Copy each line of the records below that mentions the word "source".
BEGIN MATERIAL FOR THIS EXERCISE
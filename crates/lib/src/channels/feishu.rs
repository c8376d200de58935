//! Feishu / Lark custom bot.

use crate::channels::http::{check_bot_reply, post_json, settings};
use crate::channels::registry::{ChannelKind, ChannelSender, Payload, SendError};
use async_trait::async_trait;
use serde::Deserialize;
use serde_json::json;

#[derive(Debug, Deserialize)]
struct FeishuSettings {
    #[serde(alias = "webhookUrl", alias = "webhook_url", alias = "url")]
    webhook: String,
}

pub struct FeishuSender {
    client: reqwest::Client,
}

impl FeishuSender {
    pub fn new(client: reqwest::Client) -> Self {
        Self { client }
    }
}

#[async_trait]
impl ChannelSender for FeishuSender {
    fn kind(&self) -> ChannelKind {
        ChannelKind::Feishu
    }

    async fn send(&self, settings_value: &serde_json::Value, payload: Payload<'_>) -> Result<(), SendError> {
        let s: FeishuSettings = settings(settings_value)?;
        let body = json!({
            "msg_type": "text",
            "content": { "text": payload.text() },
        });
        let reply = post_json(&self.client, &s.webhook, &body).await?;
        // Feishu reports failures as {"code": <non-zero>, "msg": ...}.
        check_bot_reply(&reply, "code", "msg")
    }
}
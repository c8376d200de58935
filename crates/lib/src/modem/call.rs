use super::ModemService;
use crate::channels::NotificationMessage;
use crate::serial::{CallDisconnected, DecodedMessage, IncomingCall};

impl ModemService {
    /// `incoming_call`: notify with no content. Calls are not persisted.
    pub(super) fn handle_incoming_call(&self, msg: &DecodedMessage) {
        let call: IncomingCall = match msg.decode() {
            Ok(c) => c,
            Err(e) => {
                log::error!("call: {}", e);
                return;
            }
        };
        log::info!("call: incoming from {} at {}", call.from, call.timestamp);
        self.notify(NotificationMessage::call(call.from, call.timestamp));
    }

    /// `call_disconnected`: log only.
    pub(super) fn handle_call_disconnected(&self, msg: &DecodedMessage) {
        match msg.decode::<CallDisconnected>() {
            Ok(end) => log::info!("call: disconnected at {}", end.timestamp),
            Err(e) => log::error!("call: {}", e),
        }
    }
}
END MATERIAL FOR THIS EXERCISE
BEGIN MATERIAL FOR THIS EXERCISE
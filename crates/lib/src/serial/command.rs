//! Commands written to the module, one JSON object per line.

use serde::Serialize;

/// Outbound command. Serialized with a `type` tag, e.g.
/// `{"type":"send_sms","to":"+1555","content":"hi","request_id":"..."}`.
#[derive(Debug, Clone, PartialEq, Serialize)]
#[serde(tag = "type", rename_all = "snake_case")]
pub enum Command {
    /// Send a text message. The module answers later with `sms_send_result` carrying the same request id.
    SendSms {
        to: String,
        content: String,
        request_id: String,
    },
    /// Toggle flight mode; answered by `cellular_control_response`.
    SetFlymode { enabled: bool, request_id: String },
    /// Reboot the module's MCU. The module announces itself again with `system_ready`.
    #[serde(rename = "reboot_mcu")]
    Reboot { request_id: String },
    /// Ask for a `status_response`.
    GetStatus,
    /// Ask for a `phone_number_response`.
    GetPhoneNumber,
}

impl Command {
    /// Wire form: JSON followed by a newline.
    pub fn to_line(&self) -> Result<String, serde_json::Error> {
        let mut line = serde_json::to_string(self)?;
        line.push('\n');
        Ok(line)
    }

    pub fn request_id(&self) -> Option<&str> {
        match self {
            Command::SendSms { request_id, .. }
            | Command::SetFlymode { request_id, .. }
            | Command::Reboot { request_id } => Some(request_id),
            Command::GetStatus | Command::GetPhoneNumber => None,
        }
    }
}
END MATERIAL FOR THIS EXERCISE
BEGIN MATERIAL FOR THIS EXERCISE
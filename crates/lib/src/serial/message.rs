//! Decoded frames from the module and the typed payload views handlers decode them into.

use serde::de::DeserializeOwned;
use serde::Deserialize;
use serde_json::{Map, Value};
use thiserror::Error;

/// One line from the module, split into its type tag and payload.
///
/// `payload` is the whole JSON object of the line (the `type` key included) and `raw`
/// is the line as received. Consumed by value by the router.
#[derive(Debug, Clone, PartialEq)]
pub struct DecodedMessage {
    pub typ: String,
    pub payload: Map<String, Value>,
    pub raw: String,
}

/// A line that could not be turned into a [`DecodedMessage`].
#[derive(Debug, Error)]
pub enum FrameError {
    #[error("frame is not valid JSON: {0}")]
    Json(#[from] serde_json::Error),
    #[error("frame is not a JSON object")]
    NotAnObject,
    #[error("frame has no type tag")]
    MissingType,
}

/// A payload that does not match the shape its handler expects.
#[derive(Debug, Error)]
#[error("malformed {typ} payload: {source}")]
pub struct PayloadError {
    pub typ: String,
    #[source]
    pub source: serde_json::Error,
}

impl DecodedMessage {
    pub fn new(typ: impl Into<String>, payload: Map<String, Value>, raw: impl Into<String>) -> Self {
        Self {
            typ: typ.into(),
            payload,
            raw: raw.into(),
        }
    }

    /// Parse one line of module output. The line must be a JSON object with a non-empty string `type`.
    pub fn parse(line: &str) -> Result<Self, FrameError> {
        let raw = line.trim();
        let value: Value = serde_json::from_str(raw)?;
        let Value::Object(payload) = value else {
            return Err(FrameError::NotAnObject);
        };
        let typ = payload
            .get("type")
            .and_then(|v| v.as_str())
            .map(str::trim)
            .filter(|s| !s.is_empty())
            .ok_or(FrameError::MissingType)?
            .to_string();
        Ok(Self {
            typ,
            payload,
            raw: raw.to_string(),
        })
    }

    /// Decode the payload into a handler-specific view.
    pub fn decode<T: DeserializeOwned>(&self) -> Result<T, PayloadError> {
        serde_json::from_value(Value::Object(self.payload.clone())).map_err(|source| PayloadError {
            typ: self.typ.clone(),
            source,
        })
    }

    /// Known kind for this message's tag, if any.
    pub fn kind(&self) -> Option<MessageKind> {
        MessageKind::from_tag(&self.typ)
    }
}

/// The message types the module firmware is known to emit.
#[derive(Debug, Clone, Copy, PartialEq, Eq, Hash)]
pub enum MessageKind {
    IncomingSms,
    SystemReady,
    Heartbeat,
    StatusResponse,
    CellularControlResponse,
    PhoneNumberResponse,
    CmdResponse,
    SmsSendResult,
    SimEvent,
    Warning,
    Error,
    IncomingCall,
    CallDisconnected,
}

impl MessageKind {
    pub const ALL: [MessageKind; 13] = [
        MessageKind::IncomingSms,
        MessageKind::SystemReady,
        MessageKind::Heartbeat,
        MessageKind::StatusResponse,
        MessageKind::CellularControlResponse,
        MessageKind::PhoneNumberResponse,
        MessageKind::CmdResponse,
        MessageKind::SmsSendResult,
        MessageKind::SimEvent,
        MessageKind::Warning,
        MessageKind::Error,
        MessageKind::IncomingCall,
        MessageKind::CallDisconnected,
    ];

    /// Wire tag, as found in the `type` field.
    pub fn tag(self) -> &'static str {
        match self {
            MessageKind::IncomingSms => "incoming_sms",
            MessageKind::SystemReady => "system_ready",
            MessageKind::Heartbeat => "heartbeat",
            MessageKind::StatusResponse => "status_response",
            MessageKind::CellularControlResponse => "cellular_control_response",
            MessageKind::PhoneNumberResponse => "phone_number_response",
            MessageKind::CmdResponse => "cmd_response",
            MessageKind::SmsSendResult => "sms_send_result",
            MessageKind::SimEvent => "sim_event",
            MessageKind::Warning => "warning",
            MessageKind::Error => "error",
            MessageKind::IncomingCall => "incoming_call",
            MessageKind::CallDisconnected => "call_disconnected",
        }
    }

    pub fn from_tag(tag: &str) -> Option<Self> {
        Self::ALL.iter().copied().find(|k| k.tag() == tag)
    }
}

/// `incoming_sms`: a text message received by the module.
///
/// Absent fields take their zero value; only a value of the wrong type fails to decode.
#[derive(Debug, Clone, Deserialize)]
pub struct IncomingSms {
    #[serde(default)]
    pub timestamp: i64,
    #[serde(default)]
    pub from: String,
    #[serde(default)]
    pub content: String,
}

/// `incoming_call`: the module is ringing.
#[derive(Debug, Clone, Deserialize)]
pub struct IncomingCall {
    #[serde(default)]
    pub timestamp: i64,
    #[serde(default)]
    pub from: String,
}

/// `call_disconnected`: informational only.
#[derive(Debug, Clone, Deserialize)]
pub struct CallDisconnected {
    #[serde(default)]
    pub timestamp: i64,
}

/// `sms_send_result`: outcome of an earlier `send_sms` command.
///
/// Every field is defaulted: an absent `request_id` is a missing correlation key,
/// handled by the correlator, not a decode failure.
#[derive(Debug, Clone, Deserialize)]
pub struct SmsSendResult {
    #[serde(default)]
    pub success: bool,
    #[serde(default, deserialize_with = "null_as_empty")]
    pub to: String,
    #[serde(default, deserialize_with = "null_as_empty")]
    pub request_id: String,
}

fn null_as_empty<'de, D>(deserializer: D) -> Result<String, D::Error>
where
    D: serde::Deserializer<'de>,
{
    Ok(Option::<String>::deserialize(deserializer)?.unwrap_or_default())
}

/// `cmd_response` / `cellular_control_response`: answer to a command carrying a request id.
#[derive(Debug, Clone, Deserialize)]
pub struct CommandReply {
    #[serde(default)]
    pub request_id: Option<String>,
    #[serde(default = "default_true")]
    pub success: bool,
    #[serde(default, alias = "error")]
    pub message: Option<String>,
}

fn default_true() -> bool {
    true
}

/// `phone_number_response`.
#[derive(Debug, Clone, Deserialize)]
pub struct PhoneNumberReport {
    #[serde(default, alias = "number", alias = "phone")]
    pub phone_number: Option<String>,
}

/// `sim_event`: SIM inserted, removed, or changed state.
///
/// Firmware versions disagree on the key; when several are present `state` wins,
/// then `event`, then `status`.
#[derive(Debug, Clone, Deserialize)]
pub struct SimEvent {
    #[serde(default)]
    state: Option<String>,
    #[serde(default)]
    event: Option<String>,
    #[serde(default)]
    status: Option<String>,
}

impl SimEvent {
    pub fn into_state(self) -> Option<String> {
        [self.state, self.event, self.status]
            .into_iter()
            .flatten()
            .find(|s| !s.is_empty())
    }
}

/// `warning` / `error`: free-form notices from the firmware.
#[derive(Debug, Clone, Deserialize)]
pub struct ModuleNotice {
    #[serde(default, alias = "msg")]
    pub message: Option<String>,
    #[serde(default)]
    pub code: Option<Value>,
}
END MATERIAL FOR THIS EXERCISE
RESPONSE AREA >>
#[error("malformed {typ} payload: {source}")]
    #[source]
    pub source: serde_json::Error,
        serde_json::from_value(Value::Object(self.payload.clone())).map_err(|source| PayloadError {
            source,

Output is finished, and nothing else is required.